WORK INSTRUCTIONS » Beginning with the line containing "space. Aligned left." and ending with the last line, repeat the records exactly.

[AVAILABLE RECORDS Boundary: Start]

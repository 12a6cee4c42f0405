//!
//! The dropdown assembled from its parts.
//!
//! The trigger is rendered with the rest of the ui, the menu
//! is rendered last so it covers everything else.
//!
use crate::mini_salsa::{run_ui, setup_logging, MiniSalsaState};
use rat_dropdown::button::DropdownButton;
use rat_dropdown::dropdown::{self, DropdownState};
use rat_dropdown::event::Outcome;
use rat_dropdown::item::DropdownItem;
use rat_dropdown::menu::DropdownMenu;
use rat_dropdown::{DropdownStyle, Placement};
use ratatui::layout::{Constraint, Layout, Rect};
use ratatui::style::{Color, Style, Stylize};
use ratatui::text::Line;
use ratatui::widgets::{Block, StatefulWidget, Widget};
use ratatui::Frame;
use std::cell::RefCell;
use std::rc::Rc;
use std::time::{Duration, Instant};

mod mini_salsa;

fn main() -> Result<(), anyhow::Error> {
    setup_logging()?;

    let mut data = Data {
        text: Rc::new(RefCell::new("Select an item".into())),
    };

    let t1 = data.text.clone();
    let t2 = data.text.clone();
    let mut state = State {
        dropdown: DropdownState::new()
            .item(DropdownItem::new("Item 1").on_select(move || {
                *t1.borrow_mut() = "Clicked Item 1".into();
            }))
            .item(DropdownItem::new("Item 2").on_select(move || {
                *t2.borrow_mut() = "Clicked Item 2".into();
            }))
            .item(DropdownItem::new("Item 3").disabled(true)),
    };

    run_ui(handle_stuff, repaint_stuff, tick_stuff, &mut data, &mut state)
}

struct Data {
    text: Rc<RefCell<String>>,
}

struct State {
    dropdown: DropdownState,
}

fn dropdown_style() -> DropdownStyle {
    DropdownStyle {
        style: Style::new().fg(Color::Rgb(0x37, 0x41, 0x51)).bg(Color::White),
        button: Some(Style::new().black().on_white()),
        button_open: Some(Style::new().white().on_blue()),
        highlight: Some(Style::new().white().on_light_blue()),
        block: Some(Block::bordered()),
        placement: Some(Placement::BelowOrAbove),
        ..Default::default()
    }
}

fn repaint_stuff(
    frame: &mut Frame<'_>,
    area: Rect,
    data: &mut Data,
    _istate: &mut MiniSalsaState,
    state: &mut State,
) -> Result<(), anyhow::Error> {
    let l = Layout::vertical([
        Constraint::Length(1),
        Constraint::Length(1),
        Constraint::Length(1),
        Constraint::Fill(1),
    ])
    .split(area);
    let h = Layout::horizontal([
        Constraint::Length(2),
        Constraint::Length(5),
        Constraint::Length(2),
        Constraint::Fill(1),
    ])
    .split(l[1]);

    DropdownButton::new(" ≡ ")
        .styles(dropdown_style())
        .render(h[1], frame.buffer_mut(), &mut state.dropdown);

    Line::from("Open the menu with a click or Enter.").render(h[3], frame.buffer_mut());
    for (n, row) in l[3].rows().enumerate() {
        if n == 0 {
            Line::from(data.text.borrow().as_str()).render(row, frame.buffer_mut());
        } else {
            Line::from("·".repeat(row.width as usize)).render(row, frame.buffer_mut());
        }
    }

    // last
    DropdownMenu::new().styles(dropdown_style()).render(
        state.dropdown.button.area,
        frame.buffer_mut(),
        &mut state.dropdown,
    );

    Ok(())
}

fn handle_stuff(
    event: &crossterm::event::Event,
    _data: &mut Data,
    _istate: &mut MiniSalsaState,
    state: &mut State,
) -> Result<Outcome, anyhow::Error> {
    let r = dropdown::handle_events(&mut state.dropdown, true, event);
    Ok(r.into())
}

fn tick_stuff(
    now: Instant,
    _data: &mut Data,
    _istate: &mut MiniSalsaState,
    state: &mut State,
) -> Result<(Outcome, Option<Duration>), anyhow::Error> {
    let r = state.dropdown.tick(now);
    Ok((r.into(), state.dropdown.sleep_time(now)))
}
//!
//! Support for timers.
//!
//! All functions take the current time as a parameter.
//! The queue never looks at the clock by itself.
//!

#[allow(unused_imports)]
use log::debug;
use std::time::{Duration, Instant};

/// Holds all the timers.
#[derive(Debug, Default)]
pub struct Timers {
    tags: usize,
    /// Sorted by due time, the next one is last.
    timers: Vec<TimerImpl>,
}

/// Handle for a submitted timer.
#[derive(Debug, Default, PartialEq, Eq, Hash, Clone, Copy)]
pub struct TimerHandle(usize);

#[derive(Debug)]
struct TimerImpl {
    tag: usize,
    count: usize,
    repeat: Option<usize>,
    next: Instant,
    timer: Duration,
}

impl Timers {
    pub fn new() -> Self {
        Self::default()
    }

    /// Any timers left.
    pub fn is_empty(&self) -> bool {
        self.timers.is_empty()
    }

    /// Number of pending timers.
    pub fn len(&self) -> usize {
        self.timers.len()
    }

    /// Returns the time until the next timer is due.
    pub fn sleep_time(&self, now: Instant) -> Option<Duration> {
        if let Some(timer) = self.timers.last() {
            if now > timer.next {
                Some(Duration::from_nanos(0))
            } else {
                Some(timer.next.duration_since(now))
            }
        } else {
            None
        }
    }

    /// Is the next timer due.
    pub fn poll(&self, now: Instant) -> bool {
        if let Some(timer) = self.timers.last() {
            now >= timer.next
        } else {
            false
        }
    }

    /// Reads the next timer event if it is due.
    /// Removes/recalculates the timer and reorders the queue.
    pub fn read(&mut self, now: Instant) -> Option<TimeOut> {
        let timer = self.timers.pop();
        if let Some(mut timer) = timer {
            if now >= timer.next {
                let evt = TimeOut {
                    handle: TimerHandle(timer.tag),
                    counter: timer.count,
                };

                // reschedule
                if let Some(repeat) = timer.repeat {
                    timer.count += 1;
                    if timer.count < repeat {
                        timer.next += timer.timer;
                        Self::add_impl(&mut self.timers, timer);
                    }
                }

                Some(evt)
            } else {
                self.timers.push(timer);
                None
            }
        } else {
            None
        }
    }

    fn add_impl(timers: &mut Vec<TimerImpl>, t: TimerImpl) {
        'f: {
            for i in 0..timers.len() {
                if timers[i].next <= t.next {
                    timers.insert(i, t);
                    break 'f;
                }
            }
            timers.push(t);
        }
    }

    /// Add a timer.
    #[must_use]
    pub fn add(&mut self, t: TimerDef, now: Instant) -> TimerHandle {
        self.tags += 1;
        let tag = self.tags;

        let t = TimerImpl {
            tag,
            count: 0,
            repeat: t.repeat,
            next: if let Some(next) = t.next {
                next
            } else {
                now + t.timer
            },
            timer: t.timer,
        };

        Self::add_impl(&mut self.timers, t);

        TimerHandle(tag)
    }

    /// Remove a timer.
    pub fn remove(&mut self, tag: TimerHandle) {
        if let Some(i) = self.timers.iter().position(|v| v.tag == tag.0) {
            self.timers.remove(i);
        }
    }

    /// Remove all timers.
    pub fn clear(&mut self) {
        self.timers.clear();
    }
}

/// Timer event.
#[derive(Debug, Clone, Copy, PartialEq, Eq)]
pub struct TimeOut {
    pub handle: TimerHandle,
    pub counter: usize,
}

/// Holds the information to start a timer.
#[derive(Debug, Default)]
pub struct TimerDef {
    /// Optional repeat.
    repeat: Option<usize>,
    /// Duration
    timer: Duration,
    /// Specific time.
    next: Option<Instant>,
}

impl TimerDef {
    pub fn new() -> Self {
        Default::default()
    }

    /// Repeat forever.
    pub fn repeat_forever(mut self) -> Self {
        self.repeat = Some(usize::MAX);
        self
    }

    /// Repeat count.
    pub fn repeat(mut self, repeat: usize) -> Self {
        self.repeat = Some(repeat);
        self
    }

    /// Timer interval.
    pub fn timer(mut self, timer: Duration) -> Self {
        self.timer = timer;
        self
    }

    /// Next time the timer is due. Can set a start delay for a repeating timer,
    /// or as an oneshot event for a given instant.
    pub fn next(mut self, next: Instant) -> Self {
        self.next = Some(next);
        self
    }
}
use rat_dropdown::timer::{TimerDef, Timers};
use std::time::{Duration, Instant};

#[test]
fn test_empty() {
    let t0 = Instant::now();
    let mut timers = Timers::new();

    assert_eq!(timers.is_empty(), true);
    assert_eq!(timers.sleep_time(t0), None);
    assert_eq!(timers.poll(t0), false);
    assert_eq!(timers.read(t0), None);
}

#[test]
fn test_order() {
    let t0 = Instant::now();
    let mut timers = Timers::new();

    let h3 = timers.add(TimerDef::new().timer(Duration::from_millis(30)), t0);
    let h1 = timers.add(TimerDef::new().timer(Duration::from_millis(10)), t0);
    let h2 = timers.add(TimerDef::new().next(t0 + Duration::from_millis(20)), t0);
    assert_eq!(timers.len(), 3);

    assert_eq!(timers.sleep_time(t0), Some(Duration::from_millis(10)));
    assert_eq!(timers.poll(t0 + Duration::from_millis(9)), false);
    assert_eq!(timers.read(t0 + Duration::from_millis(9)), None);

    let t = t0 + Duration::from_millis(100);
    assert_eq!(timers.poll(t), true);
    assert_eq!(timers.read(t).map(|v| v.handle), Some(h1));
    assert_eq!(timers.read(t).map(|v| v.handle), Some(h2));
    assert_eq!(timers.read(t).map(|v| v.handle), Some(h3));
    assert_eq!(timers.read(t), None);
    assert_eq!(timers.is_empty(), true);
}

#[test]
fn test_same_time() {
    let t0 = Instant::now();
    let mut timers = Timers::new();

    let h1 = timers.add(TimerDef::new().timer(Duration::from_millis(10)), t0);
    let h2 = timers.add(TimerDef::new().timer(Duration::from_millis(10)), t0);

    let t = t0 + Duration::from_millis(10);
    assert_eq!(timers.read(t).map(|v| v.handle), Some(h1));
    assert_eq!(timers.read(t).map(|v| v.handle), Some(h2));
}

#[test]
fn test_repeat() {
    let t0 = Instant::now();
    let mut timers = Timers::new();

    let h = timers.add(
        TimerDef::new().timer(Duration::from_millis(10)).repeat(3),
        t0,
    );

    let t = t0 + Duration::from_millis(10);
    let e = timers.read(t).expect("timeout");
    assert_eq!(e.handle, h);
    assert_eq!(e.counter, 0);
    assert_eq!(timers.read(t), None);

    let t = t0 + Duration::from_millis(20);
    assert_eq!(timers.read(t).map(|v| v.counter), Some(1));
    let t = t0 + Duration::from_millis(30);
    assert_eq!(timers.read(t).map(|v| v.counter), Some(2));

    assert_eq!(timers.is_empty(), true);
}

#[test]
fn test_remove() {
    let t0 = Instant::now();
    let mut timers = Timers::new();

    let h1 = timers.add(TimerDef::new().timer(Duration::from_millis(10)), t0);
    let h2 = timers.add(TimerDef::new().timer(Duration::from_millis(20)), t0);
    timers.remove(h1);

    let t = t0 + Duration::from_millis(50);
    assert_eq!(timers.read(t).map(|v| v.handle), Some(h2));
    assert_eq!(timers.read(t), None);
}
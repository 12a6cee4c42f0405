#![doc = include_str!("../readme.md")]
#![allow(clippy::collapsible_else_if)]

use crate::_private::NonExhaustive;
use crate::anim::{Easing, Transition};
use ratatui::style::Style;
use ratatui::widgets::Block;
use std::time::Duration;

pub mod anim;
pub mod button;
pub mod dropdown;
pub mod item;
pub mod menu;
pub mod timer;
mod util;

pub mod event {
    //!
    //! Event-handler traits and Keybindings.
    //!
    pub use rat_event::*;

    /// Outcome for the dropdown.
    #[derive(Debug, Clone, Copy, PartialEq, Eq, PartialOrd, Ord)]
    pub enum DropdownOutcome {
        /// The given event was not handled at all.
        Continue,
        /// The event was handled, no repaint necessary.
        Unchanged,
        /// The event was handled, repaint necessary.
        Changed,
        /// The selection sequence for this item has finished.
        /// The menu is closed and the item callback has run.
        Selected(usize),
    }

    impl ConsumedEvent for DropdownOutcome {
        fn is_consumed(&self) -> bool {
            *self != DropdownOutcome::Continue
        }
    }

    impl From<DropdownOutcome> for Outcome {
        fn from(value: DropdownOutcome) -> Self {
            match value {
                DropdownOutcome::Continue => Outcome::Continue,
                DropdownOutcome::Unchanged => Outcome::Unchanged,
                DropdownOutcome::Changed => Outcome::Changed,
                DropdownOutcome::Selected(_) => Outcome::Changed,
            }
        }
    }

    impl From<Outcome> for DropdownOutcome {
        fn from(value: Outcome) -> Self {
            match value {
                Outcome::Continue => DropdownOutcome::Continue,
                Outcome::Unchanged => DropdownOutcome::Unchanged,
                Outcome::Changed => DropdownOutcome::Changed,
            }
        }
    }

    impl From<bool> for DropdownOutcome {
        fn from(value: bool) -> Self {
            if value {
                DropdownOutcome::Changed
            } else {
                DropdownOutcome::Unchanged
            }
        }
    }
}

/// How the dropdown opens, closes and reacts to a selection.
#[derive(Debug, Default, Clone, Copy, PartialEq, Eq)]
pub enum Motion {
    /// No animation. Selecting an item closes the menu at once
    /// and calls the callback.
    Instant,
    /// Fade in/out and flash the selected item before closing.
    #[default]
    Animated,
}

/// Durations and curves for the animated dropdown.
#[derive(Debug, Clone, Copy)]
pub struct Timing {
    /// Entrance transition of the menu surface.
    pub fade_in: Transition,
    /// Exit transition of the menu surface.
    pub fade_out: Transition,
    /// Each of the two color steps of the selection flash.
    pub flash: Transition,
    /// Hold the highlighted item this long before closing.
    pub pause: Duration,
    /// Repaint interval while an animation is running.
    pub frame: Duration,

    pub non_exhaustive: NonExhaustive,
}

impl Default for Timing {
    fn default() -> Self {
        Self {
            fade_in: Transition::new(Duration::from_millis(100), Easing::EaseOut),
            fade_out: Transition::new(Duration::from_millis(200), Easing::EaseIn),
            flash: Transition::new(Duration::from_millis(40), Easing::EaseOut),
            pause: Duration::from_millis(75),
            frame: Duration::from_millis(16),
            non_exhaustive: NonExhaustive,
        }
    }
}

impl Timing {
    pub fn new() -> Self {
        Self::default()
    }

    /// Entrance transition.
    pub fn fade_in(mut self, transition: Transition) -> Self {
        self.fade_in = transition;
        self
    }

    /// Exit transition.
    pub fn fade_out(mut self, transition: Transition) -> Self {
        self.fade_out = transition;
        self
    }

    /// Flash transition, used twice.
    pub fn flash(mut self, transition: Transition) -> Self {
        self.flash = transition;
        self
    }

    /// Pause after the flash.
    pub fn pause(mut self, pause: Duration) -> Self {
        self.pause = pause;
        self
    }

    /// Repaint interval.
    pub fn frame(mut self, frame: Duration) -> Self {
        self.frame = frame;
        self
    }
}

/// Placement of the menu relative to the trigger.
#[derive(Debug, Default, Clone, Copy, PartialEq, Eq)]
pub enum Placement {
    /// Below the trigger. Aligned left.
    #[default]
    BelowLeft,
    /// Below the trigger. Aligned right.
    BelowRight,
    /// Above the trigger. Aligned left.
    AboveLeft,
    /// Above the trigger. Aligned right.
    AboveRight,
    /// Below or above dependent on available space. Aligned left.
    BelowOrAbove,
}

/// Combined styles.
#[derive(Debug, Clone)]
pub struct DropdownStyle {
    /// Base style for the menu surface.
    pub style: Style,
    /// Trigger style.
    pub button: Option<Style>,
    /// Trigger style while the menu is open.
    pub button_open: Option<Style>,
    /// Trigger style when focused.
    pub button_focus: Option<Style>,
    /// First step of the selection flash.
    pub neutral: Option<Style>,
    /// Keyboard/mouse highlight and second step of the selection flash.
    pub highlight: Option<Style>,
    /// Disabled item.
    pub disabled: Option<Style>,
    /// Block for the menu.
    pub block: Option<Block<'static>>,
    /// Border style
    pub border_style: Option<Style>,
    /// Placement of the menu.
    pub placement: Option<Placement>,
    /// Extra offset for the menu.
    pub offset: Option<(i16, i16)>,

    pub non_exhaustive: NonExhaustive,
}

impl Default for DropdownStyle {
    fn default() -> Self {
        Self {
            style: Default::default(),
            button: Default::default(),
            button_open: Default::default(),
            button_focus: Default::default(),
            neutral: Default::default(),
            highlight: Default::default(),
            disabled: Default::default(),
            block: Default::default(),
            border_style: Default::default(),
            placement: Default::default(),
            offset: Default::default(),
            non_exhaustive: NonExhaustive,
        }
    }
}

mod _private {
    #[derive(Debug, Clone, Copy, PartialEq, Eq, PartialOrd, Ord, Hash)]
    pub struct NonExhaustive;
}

[AVAILABLE RECORDS Boundary: End]

ANSWER SPACE »
    /// Below or above dependent on available space. Aligned left.
    BelowOrAbove,
}

/// Combined styles.
#[derive(Debug, Clone)]
pub struct DropdownStyle {
    /// Base style for the menu surface.
    pub style: Style,
    /// Trigger style.
    pub button: Option<Style>,
    /// Trigger style while the menu is open.
    pub button_open: Option<Style>,
    /// Trigger style when focused.
    pub button_focus: Option<Style>,
    /// First step of the selection flash.
    pub neutral: Option<Style>,
    /// Keyboard/mouse highlight and second step of the selection flash.
    pub highlight: Option<Style>,
    /// Disabled item.
    pub disabled: Option<Style>,
    /// Block for the menu.
    pub block: Option<Block<'static>>,
    /// Border style
    pub border_style: Option<Style>,
    /// Placement of the menu.
    pub placement: Option<Placement>,
    /// Extra offset for the menu.
    pub offset: Option<(i16, i16)>,

    pub non_exhaustive: NonExhaustive,
}

impl Default for DropdownStyle {
    fn default() -> Self {
        Self {
            style: Default::default(),
            button: Default::default(),
            button_open: Default::default(),
            button_focus: Default::default(),
            neutral: Default::default(),
            highlight: Default::default(),
            disabled: Default::default(),
            block: Default::default(),
            border_style: Default::default(),
            placement: Default::default(),
            offset: Default::default(),
            non_exhaustive: NonExhaustive,
        }
    }
}

mod _private {
    #[derive(Debug, Clone, Copy, PartialEq, Eq, PartialOrd, Ord, Hash)]
    pub struct NonExhaustive;
}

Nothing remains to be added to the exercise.